Learning to navigate efficiently and precisely in real environments
Guillaume Bono, Hervé Poirier, Leonid Antsfeld, Gianluca Monaci, Boris Chidlovskii, Christian Wolf
TL;DR
Problem: closing the sim2real gap for end-to-end navigation policies trained in simulation. Method: introduce a fast, second-order dynamical model of the robot and integrate realistic sensing noise within Habitat, training policies to predict discretized velocity commands that are executed in closed loop. Contributions: integrated motion model, dual localization signals, and thorough real-robot and large-scale simulation evaluations showing substantial gains over prior end-to-end methods.

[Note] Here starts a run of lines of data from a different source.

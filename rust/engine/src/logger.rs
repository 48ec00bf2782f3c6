use chrono::{SecondsFormat, Utc};
use serde::{Deserialize, Serialize};
use std::fs::{create_dir_all, File};
use std::io::{BufWriter, Write};
use std::path::Path;

use crate::player::AgentType;

/// Kind of a row in the action history.
#[derive(Debug, Clone, Copy, Eq, PartialEq, Serialize, Deserialize)]
#[serde(rename_all = "snake_case")]
pub enum ActionType {
    Draw,
    Play,
    Explode,
    Defuse,
    TurnStart,
    TurnEnd,
}

/// Append-only audit row. Field names are the persisted contract.
#[derive(Debug, Clone, Eq, PartialEq, Serialize, Deserialize)]
#[serde(rename_all = "camelCase")]
pub struct ActionEntry {
    #[serde(rename = "type")]
    pub action_type: ActionType,
    pub player_index: usize,
    #[serde(default, skip_serializing_if = "Option::is_none")]
    pub card_id: Option<String>,
    #[serde(default, skip_serializing_if = "Option::is_none")]
    pub card_type: Option<String>,
    #[serde(default, skip_serializing_if = "Option::is_none")]
    pub target_player: Option<usize>,
    /// Milliseconds since the Unix epoch
    pub timestamp: i64,
    pub description: String,
}

impl ActionEntry {
    pub fn new(action_type: ActionType, player_index: usize, description: impl Into<String>) -> Self {
        Self {
            action_type,
            player_index,
            card_id: None,
            card_type: None,
            target_player: None,
            timestamp: now_millis(),
            description: description.into(),
        }
    }

    pub fn with_card(mut self, card_id: &str, card_type: &str) -> Self {
        self.card_id = Some(card_id.to_string());
        self.card_type = Some(card_type.to_string());
        self
    }

    pub fn with_target(mut self, target: usize) -> Self {
        self.target_player = Some(target);
        self
    }
}

/// Final standing of one player, written once per player when a game ends.
#[derive(Debug, Clone, Eq, PartialEq, Serialize, Deserialize)]
#[serde(rename_all = "camelCase")]
pub struct GameStatsRecord {
    #[serde(default, skip_serializing_if = "Option::is_none")]
    pub game_id: Option<String>,
    pub player_index: usize,
    pub player_type: AgentType,
    pub final_position: usize,
    pub cards_drawn_total: u32,
    pub cards_played_total: u32,
    pub explosions_caused: u32,
    pub defuses_used: u32,
    /// Milliseconds between game creation and the end of the game
    pub game_duration: i64,
    pub win: bool,
}

/// Complete record of one finished game, serialized as a JSONL line.
#[derive(Debug, Clone, Eq, PartialEq, Serialize, Deserialize)]
#[serde(rename_all = "camelCase")]
pub struct GameRecord {
    pub game_id: String,
    pub seed: u64,
    pub winner: Option<usize>,
    pub rounds: u32,
    pub actions: Vec<ActionEntry>,
    pub standings: Vec<GameStatsRecord>,
    /// RFC3339 time the record was written
    #[serde(default)]
    pub ts: Option<String>,
}

pub fn now_millis() -> i64 {
    Utc::now().timestamp_millis()
}

/// Appends one JSON line per finished game.
pub struct GameLogger {
    writer: Option<BufWriter<File>>,
    written: u32,
}

impl GameLogger {
    pub fn create<P: AsRef<Path>>(path: P) -> std::io::Result<Self> {
        if let Some(parent) = path.as_ref().parent() {
            if !parent.as_os_str().is_empty() {
                create_dir_all(parent)?;
            }
        }
        let f = File::create(path)?;
        Ok(Self {
            writer: Some(BufWriter::new(f)),
            written: 0,
        })
    }

    /// Logger that counts records without touching the filesystem.
    pub fn discard() -> Self {
        Self {
            writer: None,
            written: 0,
        }
    }

    pub fn written(&self) -> u32 {
        self.written
    }

    pub fn write(&mut self, record: &GameRecord) -> std::io::Result<()> {
        let mut rec = record.clone();
        if rec.ts.is_none() {
            rec.ts = Some(Utc::now().to_rfc3339_opts(SecondsFormat::Secs, true));
        }
        let line = serde_json::to_string(&rec).map_err(std::io::Error::other)?;
        if let Some(w) = &mut self.writer {
            w.write_all(line.as_bytes())?;
            w.write_all(b"\n")?;
            w.flush()?;
        }
        self.written += 1;
        Ok(())
    }
}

Significance: enables robust, efficient navigation in real environments with minimal sim2real transfer via improved dynamics realism.
Abstract
In the context of autonomous navigation of terrestrial robots, the creation of realistic models for agent dynamics and sensing is a widespread habit in the robotics literature and in commercial applications, where they are used for model based control and/or for localization and mapping. The more recent Embodied AI literature, on the other hand, focuses on modular or end-to-end agents trained in simulators like Habitat or AI-Thor, where the emphasis is put on photo-realistic rendering and scene diversity, but high-fidelity robot motion is assigned a less privileged role. The resulting sim2real gap significantly impacts transfer of the trained models to real robotic platforms. In this work we explore end-to-end training of agents in simulation in settings which minimize the sim2real gap both, in sensing and in actuation. Our agent directly predicts (discretized) velocity commands, which are maintained through closed-loop control in the real robot. The behavior of the real robot (including the underlying low-level controller) is identified and simulated in a modified Habitat simulator. Noise models for odometry and localization further contribute in lowering the sim2real gap. We evaluate on real navigation scenarios, explore different localization and point goal calculation methods and report significant gains in performance and robustness compared to prior work.